+++ Exercise data +++

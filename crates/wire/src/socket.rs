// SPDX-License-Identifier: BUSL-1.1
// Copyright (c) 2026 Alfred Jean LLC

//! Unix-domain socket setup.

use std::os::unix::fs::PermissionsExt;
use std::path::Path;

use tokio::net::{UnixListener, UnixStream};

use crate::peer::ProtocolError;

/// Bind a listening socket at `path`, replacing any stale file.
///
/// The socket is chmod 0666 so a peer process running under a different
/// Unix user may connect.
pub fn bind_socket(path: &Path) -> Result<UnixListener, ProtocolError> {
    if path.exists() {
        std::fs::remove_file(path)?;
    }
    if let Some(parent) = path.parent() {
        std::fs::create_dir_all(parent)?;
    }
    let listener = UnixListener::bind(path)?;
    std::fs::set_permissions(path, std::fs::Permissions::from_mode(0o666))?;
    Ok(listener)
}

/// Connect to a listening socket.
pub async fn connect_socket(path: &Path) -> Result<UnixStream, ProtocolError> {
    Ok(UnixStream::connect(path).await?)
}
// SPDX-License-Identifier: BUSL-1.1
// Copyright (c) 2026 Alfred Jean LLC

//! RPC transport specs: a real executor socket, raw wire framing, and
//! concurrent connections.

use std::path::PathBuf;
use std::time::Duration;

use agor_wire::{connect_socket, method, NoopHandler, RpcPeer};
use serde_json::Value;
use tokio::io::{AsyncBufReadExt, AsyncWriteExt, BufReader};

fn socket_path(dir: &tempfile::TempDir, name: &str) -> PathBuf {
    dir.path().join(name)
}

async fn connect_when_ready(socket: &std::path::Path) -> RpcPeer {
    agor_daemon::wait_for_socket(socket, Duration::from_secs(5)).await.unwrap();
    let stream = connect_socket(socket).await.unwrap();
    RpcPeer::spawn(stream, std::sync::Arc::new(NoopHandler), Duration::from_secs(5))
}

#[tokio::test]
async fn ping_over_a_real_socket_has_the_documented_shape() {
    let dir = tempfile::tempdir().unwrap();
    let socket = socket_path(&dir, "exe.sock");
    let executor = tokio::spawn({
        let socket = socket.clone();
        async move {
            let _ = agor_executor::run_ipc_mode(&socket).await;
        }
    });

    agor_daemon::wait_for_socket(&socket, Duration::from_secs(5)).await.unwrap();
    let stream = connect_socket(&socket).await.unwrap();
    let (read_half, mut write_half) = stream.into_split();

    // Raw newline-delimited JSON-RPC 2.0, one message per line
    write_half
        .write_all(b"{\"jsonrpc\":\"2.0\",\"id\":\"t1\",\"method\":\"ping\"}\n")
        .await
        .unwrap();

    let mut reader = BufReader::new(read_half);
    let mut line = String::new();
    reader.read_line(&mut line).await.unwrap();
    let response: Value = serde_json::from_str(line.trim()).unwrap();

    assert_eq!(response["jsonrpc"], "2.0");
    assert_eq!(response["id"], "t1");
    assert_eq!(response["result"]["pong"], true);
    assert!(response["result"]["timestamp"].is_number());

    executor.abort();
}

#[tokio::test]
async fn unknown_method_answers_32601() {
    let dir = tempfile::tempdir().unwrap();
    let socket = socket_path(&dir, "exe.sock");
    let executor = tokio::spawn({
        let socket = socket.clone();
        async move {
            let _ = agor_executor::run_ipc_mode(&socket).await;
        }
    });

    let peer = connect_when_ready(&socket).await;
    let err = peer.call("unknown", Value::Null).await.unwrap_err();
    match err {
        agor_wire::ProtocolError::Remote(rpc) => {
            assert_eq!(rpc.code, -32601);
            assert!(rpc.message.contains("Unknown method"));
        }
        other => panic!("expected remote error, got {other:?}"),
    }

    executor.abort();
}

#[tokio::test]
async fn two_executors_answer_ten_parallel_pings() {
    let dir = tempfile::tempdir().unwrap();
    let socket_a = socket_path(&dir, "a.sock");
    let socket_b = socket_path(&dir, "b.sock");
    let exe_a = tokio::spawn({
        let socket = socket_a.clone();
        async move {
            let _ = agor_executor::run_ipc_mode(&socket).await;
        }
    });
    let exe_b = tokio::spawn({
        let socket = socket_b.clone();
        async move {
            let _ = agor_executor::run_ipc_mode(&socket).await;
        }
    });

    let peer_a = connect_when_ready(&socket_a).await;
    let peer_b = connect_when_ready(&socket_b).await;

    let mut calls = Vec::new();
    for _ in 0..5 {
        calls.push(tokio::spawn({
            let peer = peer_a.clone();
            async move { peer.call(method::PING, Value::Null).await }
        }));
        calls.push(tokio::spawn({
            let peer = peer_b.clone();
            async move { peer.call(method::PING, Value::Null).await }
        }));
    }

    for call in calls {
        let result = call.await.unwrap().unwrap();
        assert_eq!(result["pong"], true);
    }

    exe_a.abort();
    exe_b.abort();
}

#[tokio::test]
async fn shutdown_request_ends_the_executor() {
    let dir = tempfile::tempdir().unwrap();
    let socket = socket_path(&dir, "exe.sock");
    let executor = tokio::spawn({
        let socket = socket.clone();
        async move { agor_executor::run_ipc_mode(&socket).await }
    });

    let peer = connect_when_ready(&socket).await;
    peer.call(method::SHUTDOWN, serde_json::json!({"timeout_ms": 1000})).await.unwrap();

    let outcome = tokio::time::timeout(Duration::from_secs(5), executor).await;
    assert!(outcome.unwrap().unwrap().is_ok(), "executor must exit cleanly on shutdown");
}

+++

### Prompt
Reproduce only the lines from the top of the material through the one bearing "if let Some(parent)", each exactly as it stands.

### Exercise solution
filename crates/wire/src/socket.rs
// SPDX-License-Identifier: BUSL-1.1
// Copyright (c) 2026 Alfred Jean LLC

//! Unix-domain socket setup.

use std::os::unix::fs::PermissionsExt;
use std::path::Path;

use tokio::net::{UnixListener, UnixStream};

use crate::peer::ProtocolError;

/// Bind a listening socket at `path`, replacing any stale file.
///
/// The socket is chmod 0666 so a peer process running under a different
/// Unix user may connect.
pub fn bind_socket(path: &Path) -> Result<UnixListener, ProtocolError> {
    if path.exists() {
        std::fs::remove_file(path)?;
    }
    if let Some(parent) = path.parent() {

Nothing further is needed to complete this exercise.